_Your instructions_
Where the word "copied" shows up in the entries below, please copy the whole line.

(Stored data)
<<<<

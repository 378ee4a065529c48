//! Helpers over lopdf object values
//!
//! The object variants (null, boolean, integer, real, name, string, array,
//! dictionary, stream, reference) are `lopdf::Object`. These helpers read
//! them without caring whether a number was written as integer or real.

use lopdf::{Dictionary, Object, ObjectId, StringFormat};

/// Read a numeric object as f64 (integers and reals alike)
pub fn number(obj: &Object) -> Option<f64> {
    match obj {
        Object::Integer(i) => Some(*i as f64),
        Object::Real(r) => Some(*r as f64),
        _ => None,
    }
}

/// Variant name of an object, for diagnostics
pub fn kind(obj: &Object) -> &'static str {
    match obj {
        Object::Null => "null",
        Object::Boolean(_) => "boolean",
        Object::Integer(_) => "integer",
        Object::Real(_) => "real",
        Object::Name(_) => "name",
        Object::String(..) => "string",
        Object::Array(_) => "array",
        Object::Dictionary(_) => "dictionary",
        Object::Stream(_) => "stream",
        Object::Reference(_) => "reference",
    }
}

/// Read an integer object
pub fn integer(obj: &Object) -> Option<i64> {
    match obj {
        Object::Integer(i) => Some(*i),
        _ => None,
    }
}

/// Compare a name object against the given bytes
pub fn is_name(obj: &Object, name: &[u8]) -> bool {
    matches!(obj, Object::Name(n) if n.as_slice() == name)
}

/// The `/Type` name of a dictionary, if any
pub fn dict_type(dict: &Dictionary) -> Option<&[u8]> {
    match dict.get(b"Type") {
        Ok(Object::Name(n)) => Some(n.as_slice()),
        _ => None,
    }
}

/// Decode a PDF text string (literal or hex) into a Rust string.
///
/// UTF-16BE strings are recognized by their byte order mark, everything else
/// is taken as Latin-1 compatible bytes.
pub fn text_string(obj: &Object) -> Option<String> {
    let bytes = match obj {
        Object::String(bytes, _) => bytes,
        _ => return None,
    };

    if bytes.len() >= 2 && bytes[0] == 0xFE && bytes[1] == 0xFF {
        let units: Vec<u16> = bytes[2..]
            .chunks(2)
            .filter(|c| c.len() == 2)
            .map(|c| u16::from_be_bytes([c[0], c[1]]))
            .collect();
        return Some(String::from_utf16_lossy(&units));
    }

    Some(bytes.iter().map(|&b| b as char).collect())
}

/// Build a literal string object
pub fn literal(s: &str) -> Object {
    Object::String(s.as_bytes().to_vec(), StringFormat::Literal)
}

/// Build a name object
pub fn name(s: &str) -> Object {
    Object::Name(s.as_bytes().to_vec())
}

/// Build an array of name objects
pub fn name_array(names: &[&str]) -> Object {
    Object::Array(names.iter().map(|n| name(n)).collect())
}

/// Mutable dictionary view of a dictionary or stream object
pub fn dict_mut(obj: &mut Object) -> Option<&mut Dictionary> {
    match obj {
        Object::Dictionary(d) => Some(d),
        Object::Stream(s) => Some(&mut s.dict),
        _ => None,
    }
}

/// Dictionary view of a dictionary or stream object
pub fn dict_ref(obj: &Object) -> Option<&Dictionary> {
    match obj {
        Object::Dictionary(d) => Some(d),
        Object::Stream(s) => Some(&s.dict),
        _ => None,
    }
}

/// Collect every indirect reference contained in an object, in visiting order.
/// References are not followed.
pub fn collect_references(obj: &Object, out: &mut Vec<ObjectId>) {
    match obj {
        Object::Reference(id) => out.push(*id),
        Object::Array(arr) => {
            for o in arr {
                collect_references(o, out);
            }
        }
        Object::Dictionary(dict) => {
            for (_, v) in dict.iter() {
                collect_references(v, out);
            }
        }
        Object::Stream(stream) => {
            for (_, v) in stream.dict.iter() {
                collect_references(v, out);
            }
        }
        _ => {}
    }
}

>>>>
<<<<

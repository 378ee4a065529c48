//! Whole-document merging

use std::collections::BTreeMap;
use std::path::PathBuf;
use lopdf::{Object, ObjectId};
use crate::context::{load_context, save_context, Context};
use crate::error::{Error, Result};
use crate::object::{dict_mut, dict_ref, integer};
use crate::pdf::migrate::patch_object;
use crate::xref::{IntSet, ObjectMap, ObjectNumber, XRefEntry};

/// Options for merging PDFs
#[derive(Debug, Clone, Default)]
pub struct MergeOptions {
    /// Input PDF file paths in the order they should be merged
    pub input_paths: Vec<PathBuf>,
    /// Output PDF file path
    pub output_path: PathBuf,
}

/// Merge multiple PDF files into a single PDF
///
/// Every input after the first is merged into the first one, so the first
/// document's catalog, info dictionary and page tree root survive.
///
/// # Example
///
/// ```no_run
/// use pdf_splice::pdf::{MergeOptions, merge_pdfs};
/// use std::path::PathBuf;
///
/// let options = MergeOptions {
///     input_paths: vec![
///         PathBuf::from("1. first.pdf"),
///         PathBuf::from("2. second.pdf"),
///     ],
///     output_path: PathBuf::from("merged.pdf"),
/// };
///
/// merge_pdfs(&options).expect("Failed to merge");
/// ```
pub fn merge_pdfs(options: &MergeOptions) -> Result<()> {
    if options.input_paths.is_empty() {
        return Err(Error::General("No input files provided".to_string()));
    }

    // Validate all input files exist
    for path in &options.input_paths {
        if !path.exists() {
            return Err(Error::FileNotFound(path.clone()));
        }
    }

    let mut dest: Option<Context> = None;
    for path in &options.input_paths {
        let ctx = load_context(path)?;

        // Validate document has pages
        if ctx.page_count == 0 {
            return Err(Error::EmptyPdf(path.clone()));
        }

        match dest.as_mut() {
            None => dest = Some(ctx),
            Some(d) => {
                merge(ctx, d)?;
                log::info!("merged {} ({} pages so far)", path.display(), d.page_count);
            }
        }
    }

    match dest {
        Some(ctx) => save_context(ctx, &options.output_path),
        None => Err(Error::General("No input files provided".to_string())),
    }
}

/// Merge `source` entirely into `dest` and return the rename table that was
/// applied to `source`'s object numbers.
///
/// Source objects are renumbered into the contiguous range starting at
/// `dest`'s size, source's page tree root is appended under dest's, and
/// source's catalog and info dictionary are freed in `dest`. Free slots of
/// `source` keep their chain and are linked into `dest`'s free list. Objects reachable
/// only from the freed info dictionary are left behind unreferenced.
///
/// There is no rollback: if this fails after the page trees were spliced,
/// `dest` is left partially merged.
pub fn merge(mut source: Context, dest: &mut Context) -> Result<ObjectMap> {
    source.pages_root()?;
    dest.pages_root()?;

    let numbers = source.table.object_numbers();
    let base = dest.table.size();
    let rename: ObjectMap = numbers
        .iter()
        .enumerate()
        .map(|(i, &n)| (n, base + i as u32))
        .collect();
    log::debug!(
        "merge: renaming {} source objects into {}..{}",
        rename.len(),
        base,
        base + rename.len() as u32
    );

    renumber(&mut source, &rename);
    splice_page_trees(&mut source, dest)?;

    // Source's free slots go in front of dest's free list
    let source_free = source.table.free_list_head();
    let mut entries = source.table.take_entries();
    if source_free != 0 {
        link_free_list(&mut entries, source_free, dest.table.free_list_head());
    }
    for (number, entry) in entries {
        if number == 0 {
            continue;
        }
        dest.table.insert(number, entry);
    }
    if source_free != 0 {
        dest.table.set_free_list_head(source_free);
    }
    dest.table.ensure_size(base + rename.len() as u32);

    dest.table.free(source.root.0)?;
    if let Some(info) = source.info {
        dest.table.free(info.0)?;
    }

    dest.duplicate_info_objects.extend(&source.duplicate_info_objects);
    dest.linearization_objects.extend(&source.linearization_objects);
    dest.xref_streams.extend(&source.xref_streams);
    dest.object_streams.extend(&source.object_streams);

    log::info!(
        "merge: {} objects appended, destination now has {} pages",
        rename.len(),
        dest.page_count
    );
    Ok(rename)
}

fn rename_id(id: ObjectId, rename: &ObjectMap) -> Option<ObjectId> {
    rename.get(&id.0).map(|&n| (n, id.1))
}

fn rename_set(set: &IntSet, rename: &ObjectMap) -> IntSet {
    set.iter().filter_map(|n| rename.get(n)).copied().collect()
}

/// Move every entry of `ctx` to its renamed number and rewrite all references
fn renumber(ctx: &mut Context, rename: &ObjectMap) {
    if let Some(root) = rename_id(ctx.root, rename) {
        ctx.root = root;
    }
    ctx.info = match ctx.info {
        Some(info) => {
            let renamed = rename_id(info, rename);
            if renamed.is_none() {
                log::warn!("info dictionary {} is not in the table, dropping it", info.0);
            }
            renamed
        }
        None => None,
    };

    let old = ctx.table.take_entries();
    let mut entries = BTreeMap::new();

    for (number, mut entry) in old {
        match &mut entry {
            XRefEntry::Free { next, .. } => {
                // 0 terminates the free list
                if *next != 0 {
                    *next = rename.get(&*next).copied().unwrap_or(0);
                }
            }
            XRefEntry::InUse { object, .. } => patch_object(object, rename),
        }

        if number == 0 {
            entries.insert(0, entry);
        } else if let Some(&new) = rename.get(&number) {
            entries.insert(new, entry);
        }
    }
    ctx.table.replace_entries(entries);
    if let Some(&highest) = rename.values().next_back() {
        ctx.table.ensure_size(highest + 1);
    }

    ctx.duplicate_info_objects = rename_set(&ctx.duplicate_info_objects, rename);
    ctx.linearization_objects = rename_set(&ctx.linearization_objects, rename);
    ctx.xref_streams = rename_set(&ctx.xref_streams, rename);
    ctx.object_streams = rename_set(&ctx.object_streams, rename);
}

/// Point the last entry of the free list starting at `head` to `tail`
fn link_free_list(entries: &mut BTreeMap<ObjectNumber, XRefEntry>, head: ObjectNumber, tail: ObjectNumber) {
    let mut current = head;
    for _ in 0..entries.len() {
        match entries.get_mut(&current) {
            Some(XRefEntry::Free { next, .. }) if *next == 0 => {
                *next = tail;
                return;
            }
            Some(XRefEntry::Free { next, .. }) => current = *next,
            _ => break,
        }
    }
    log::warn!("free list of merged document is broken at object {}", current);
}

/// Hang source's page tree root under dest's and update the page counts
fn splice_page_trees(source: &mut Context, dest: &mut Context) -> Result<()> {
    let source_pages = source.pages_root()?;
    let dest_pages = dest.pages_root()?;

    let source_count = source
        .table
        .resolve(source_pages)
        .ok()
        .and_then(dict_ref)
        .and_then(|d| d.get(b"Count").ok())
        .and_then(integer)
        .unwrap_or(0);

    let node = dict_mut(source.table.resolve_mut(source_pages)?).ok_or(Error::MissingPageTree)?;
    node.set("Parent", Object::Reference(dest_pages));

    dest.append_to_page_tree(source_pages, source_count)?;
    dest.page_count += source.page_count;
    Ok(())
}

>>>>

_Response to this exercise_
    set.iter().filter_map(|n| rename.get(n)).copied().collect()
                    *next = rename.get(&*next).copied().unwrap_or(0);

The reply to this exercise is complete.